Container volume growth to slow in 2019 owning to US-China trade rows
CONTAINER volumes globally are expected to expand by 30 million TEU in 2019, after handling a combined 800 million TEU in 2018, generating an estimated US$25 billion before taxes.
Drewry Shipping Consultants senior analyst Neil Davidson predicts: "We will see a softening of the global container port demand growth rate, down from an estimated 4.7 per cent in 2018 to just over four per cent in 2019."
However, "the projection for 2019 is highly uncertain due to the US-China tariff wars, Brexit, etc. So there is a big caveat," said Mr Davidson.
He expects terminal operators and other investors to remain cautious "because returns are not what they used to be. Even Chinese players may be affected if China's economy slows markedly, American Shipper reported.
"Greenfield expansion projects will be the area hardest hit. Nevertheless, a global capacity addition of over 25 million TEU can be expected in 2019, representing a spend of $7.5 billion," he said.
Mr Davidson continued: "The good news for the industry is that there will be no significant increase in maximum containership size (maximum TEU intake is going up but physical dimensions are not). However, cascading will still be very much at work across all trade routes, and each port will see increasing pressure on whichever berths are able to handle the biggest ships."

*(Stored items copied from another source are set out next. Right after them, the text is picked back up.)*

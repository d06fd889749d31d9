use serde::Serialize;

/// Unparsed body of one feed response.
///
/// Lives only between the fetcher and the parser; it is never cached.
#[derive(Debug, Clone)]
pub struct RawFeedDocument {
    pub url: String,
    pub body: Vec<u8>,
}

impl RawFeedDocument {
    /// Body as text, replacing invalid UTF-8 sequences.
    pub fn text(&self) -> std::borrow::Cow<'_, str> {
        String::from_utf8_lossy(&self.body)
    }
}

/// Parsed representation of one subscription.
#[derive(Debug, Clone, Default)]
pub struct Feed {
    pub title: Option<String>,
    pub entries: Vec<FeedEntry>,
}

/// One entry as it will be persisted. Only `id` is mandatory.
#[derive(Debug, Clone, Default, PartialEq)]
pub struct FeedEntry {
    pub id: String,
    pub title: Option<String>,
    pub description: Option<String>,
    pub link: Option<String>,
    pub author: Option<String>,
    /// RFC 3339
    pub published: Option<String>,
    /// RFC 3339
    pub updated: Option<String>,
    /// Taken from an Atom `replies`/`comments` link. `feed-rs` does not
    /// surface the RSS `<comments>` element, so this is `None` for RSS items.
    pub comments: Option<String>,
    pub categories: Vec<Category>,
    pub content: Option<EntryContent>,
    pub source: Option<String>,
    pub contributors: Vec<Person>,
    pub rights: Option<Rights>,
    pub attachments: Vec<Attachment>,
}

/// Typed entry body, stored as `content_type` / `content_value`.
#[derive(Debug, Clone, PartialEq, Eq)]
pub struct EntryContent {
    pub content_type: String,
    pub value: Option<String>,
}

#[derive(Debug, Clone, PartialEq, Eq, Serialize)]
pub struct Category {
    pub term: String,
    #[serde(skip_serializing_if = "Option::is_none")]
    pub label: Option<String>,
    #[serde(skip_serializing_if = "Option::is_none")]
    pub scheme: Option<String>,
}

#[derive(Debug, Clone, PartialEq, Eq, Serialize)]
pub struct Person {
    pub name: String,
    #[serde(skip_serializing_if = "Option::is_none")]
    pub uri: Option<String>,
    #[serde(skip_serializing_if = "Option::is_none")]
    pub email: Option<String>,
}

#[derive(Debug, Clone, PartialEq, Eq, Serialize)]
pub struct Rights {
    #[serde(rename = "type")]
    pub content_type: String,
    pub value: String,
}

/// Enclosure or media object attached to an entry.
#[derive(Debug, Clone, PartialEq, Eq, Serialize)]
pub struct Attachment {
    pub url: String,
    #[serde(skip_serializing_if = "Option::is_none")]
    pub mime_type: Option<String>,
    #[serde(skip_serializing_if = "Option::is_none")]
    pub size_in_bytes: Option<u64>,
}
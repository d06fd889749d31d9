use chrono::{DateTime, SecondsFormat, Utc};
use feed_rs::model;
use feed_rs::parser;
use sha2::{Digest, Sha256};
use thiserror::Error;

use super::model::{Attachment, Category, EntryContent, Feed, FeedEntry, Person, Rights};

#[derive(Debug, Error)]
pub enum ParseError {
    /// Body is not a well-formed Atom, RSS or JSON Feed document.
    #[error("Unparsable feed: {0}")]
    Unparsable(String),
}

/// Decodes a syndication document into a [`Feed`].
///
/// Missing elements become `None` or empty lists. Entry order follows the
/// source document.
pub fn parse_feed(bytes: &[u8]) -> Result<Feed, ParseError> {
    // Leave missing ids empty so `generate_id` can derive a stable one;
    // the feed-rs default falls back to a random UUID.
    let feed = parser::Builder::new()
        .id_generator(|_, _, _| String::new())
        .build()
        .parse(bytes)
        .map_err(|e| ParseError::Unparsable(e.to_string()))?;

    let entries = feed.entries.into_iter().map(convert_entry).collect();

    Ok(Feed {
        title: feed.title.map(|t| t.content),
        entries,
    })
}

fn convert_entry(entry: model::Entry) -> FeedEntry {
    let link = entry
        .links
        .iter()
        .find(|l| !l.href.trim().is_empty())
        .map(|l| l.href.clone());
    let comments = entry
        .links
        .iter()
        .find(|l| {
            l.rel.as_deref().is_some_and(|rel| {
                rel.eq_ignore_ascii_case("replies") || rel.eq_ignore_ascii_case("comments")
            })
        })
        .map(|l| l.href.clone());
    let title = entry.title.map(|t| t.content);
    let published = entry.published.map(format_timestamp);
    let updated = entry.updated.map(format_timestamp);

    let existing_id = if entry.id.is_empty() {
        None
    } else {
        Some(entry.id.as_str())
    };
    let id = generate_id(
        existing_id,
        link.as_deref(),
        title.as_deref(),
        published.as_deref(),
    );

    let attachments = collect_attachments(&entry.links, &entry.media);

    FeedEntry {
        id,
        title,
        description: entry.summary.map(|s| s.content),
        link,
        author: entry.authors.first().map(author_name),
        published,
        updated,
        comments,
        categories: entry
            .categories
            .into_iter()
            .map(|c| Category {
                term: c.term,
                label: c.label,
                scheme: c.scheme,
            })
            .collect(),
        content: entry.content.map(|c| EntryContent {
            content_type: c.content_type.to_string(),
            value: c.body,
        }),
        source: entry.source,
        contributors: entry.contributors.into_iter().map(convert_person).collect(),
        rights: entry.rights.map(|r| Rights {
            content_type: r.content_type.to_string(),
            value: r.content,
        }),
        attachments,
    }
}

/// RSS `<author>` arrives as a person named after the element with the
/// text in `email`.
fn author_name(p: &model::Person) -> String {
    match &p.email {
        Some(email) if p.name == "author" && !email.trim().is_empty() => email.clone(),
        _ => p.name.clone(),
    }
}

fn convert_person(p: model::Person) -> Person {
    Person {
        name: p.name,
        uri: p.uri,
        email: p.email,
    }
}

fn format_timestamp(dt: DateTime<Utc>) -> String {
    dt.to_rfc3339_opts(SecondsFormat::Secs, true)
}

/// Enclosure links first, then media content, skipping repeated URLs.
fn collect_attachments(links: &[model::Link], media: &[model::MediaObject]) -> Vec<Attachment> {
    let mut attachments: Vec<Attachment> = Vec::new();

    let enclosures = links
        .iter()
        .filter(|l| {
            l.rel
                .as_deref()
                .is_some_and(|rel| rel.eq_ignore_ascii_case("enclosure"))
        })
        .map(|l| Attachment {
            url: l.href.clone(),
            mime_type: l.media_type.clone(),
            size_in_bytes: l.length,
        });

    let media_content = media.iter().flat_map(|m| m.content.iter()).filter_map(|c| {
        c.url.as_ref().map(|u| Attachment {
            url: u.to_string(),
            mime_type: c.content_type.as_ref().map(|m| m.to_string()),
            size_in_bytes: c.size,
        })
    });

    for attachment in enclosures.chain(media_content) {
        if attachment.url.trim().is_empty() {
            continue;
        }
        if !attachments.iter().any(|a| a.url == attachment.url) {
            attachments.push(attachment);
        }
    }

    attachments
}

/// Uses the feed-declared id when present, otherwise a SHA-256 over
/// `link|title|published` so the same entry maps to the same row on re-runs.
fn generate_id(
    existing: Option<&str>,
    link: Option<&str>,
    title: Option<&str>,
    published: Option<&str>,
) -> String {
    if let Some(id) = existing {
        let trimmed = id.trim();
        if !trimmed.is_empty() {
            return trimmed.to_string();
        }
    }

    let input = format!(
        "{}|{}|{}",
        link.unwrap_or(""),
        title.unwrap_or(""),
        published.unwrap_or("")
    );
    let hash = Sha256::digest(input.as_bytes());
    format!("{:x}", hash)
}
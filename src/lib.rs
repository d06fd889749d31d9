//! feedsink: ingest the feeds listed in an OPML file into a deduplicated
//! SQL store.
//!
//! The binary in `main.rs` wires CLI arguments and logging around
//! [`pipeline::Orchestrator`]; everything else lives here so integration
//! tests can drive a run directly.

pub mod config;
pub mod feed;
pub mod pipeline;
pub mod storage;
pub mod util;
//! Configuration loading and management.
//!
//! This module is split into logical submodules:
//! - [`types`]: top-level `Config`, `ServerConfig`, `ApiConfig` and loading
//! - [`listen`]: WebSocket and HTTP listener addresses
//! - [`limits`]: queue capacities
//! - [`bridge`]: leader election and the external chat bridge
//! - [`validation`]: startup checks collecting every error found

mod bridge;
mod limits;
mod listen;
mod types;
pub mod validation;

pub use bridge::BridgeConfig;
pub use types::Config;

He also expects new technologies such as "digitisation, automation, blockchain, smart ports, IoT (Internet of Things), hyperloop etc. will continue to be vigorously explored by both terminal operators and port authorities" as they seek to find which ones "really work and what has the best potential."
He added: "Terminal operators and port authorities will continue to seek to expand their activities beyond the port gate into the wider supply chain," but noted "it's a crowded field, with the heavyweight liner shipping companies aiming to do the same thing."